Hypertension is one of the common chronic diseases (29). Genetics, lifestyle, and environment have a significant impact on the development of hypertension (30). Among these, diet has a significant effect on blood pressure (31), and diets high in salt, saturated fat, trans fat, and added sugar increase the risk of developing hypertension (32). Healthy eating patterns such as the DASH diet and the Mediterranean diet benefit hypertension regulation and reduce cardiovascular risk (33). The DASH diet includes fruits, vegetables, low-fat dairy products, whole grains, poultry, fish, and nuts; and contains smaller amounts of red meat, sweets, and sugar-containing beverages than the typical diet in the United States (34, 35). The DASH diet reduces the incidence of cardiovascular diseases such as coronary heart disease, stroke, and diabetes (34). A meta-analysis showed that the DASH diet reduced systolic blood pressure by 4.2 mmHg and diastolic blood pressure by 2.5 mmHg (36). The Mediterranean diet consists of fish, monounsaturated fats from olive oil, fruits, vegetables, whole grains, legumes/nuts, and moderate alcohol consumption (37). The Mediterranean diet has been found to reduce cardiovascular mortality, cardiovascular outcomes, and the incidence of risk factors such as obesity, hypertension, metabolic syndrome, and dyslipidemia (38). And the Mediterranean-style diet improves systolic blood pressure and arterial stiffness in older adults (39).

Inflammation plays an important role in the development of hypertension (40). The study found that healthy dietary patterns such as the Mediterranean diet and the DASH diet were associated with lower plasma concentrations of pro-inflammatory markers (41). This may suggest that nutritional manipulation can reduce inflammation. Fruits and vegetables are rich in dietary fiber, vitamins, minerals, flavonoids, and other compounds (42). Our study found a negative association between the risk of hypertension and moderate total anthocyanins intake and total flavan-3-ols intake. The mechanism may be through the scavenging of oxygen free radicals, anti-oxidative stress, and inhibition of inflammatory factor activation, thus inhibiting the inflammatory response and exerting a protective effect on blood vessels and lowering blood pressure (43).

Anthocyanins are flavonoid plant compounds widely distributed in fruits, seeds, vegetables, and flowers (44). Foods such as tart cherries, red raspberries, black soybeans, blueberries, sweet cherries, strawberries, and queen garnet plums are rich in anthocyanins (45). Anthocyanins have anti-inflammatory and antioxidant effects (46). Anthocyanins can induce endothelial nitric oxide synthase expression through the Src-ERK1/2-Sp1 signaling pathway in vascular endothelial cells, increase nitric oxide production (47), and reduce ROS produced by endothelial cell activation (48), thereby improving endothelial dysfunction and regulating blood pressure (49). In addition, anthocyanins significantly inhibited the activation of NLRP3 inflammatory vesicles in the paraventricular nucleus of salt-induced hypertensive rats, reduced local inflammation and oxidative stress, and contributed to the reduction of peripheral sympathetic neural activity and lowered blood pressure (50).

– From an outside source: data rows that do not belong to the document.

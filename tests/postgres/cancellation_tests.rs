//! Canceled-request persistence tests.
//!
//! Purges are always scoped to a process created by the test so parallel
//! runs against a shared database do not interfere.

use super::helpers::{postgres_app, unique_token};
use axum::http::StatusCode;
use serde_json::{Value, json};

fn cancellation(app_uid: &str, process_uid: &str, minute: u32) -> Value {
    json!({
        "app_uid": app_uid,
        "app_number": 7,
        "app_title": "Expense claim #7",
        "pro_uid": process_uid,
        "pro_id": 3,
        "app_pro_title": "Expense claim",
        "tas_uid": "TASAPPROVE",
        "tas_id": 5,
        "app_tas_title": "Approve",
        "usr_uid": "USRAPPROVER",
        "usr_id": 12,
        "del_index": 2,
        "del_previous_usr_uid": "USRCLERK",
        "del_current_usr_username": "jdoe",
        "del_current_usr_firstname": "Jo",
        "del_current_usr_lastname": "Doe",
        "del_delegate_date": "2026-05-01T09:00:00Z",
        "del_init_date": "2026-05-01T09:30:00Z",
        "del_due_date": "2026-05-03T17:00:00Z",
        "del_priority": "4",
        "app_canceled_date": format!("2026-05-02T11:{minute:02}:00Z"),
    })
}

#[tokio::test(flavor = "multi_thread")]
#[ignore = "requires PALLADIO_TEST_DATABASE_URL"]
async fn every_column_round_trips_through_postgres() {
    let app = postgres_app().await;
    let app_uid = unique_token();
    let body = cancellation(&app_uid, &unique_token(), 15);

    let created = app.post("/canceled-requests", &body).await;
    assert_eq!(created.status, StatusCode::CREATED, "{:?}", created.body);

    let fetched = app.get(&format!("/canceled-requests/{app_uid}")).await;
    assert_eq!(fetched.status, StatusCode::OK);
    let stored = fetched.body.as_object().expect("object body");
    for (column, value) in body.as_object().expect("object payload") {
        assert_eq!(stored.get(column), Some(value), "column {column}");
    }
}

#[tokio::test(flavor = "multi_thread")]
#[ignore = "requires PALLADIO_TEST_DATABASE_URL"]
async fn duplicate_application_is_rejected_by_postgres() {
    let app = postgres_app().await;
    let app_uid = unique_token();
    let process = unique_token();
    let first = app
        .post("/canceled-requests", &cancellation(&app_uid, &process, 1))
        .await;
    assert_eq!(first.status, StatusCode::CREATED);

    let second = app
        .post("/canceled-requests", &cancellation(&app_uid, &process, 2))
        .await;

    assert_eq!(second.status, StatusCode::UNPROCESSABLE_ENTITY);
    assert!(second.body["errors"]["app_uid"].is_array());
    let stored = app.get(&format!("/canceled-requests/{app_uid}")).await;
    assert_eq!(stored.body["app_canceled_date"], "2026-05-02T11:01:00Z");
}

#[tokio::test(flavor = "multi_thread")]
#[ignore = "requires PALLADIO_TEST_DATABASE_URL"]
async fn process_listing_is_newest_first_and_purge_is_scoped() {
    let app = postgres_app().await;
    let process = unique_token();
    let bystander = unique_token();
    let older = unique_token();
    let newer = unique_token();
    for (uid, process_uid, minute) in [
        (&older, &process, 10),
        (&newer, &process, 40),
        (&bystander, &bystander, 20),
    ] {
        let response = app
            .post("/canceled-requests", &cancellation(uid, process_uid, minute))
            .await;
        assert_eq!(response.status, StatusCode::CREATED);
    }

    let listed = app
        .get(&format!("/canceled-requests?process_uid={process}"))
        .await;
    assert_eq!(listed.status, StatusCode::OK);
    assert_eq!(listed.body["meta"]["total"], 2);
    assert_eq!(listed.body["data"][0]["app_uid"], newer.as_str());
    assert_eq!(listed.body["data"][1]["app_uid"], older.as_str());

    let purged = app
        .delete(&format!("/canceled-requests?process_uid={process}"))
        .await;
    assert_eq!(purged.status, StatusCode::OK);
    assert_eq!(purged.body, json!({ "purged": 2 }));

    let survivor = app.get(&format!("/canceled-requests/{bystander}")).await;
    assert_eq!(survivor.status, StatusCode::OK);
}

Some clinical studies have found anthocyanins in flowers or fruits to have anti-blood pressure effects. A randomized controlled study found no significant difference between a standardized extract of Hibiscus sabdariffa (standardized to 9.6 mg anthocyanins/dose) and captopril in terms of antihypertensive effects and tolerability in patients with mild to moderate hypertension (51). A study found that anthocyanin-rich plum juice reduced ambulatory blood pressure in both young and elderly people (52). A randomized controlled study found that blueberry anthocyanins improved vascular and cognitive function and reduced 24-hour ambulatory systolic blood pressure in healthy older adults (53). Similarly, our study found that quartiles of total anthocyanin intake were negatively associated with the prevalence of hypertension in adults aged 20 years and older. For those aged 60 years or older, the second to fourth quartiles of total anthocyanin intake was negatively associated with the prevalence of hypertension, and the prevalence of hypertension tended to decrease with increasing total anthocyanin intake in participants aged 60 years or older. It has been found that peroxynitrite increases significantly with age. Peroxynitrite is a highly reactive oxidant that scavenges NO, which controls and regulates vascular tone, and with age, vasodilatory dysfunction triggers hypertension (54). Anthocyanins are the most abundant antioxidants in the diet, with antioxidant effects, reducing reactive oxygen species produced by endothelial cell activation and regulating increased nitric oxide production, thus improving endothelial dysfunction and regulating blood pressure (4749). This may be why anthocyanin intake reduces the prevalence of hypertension in older participants.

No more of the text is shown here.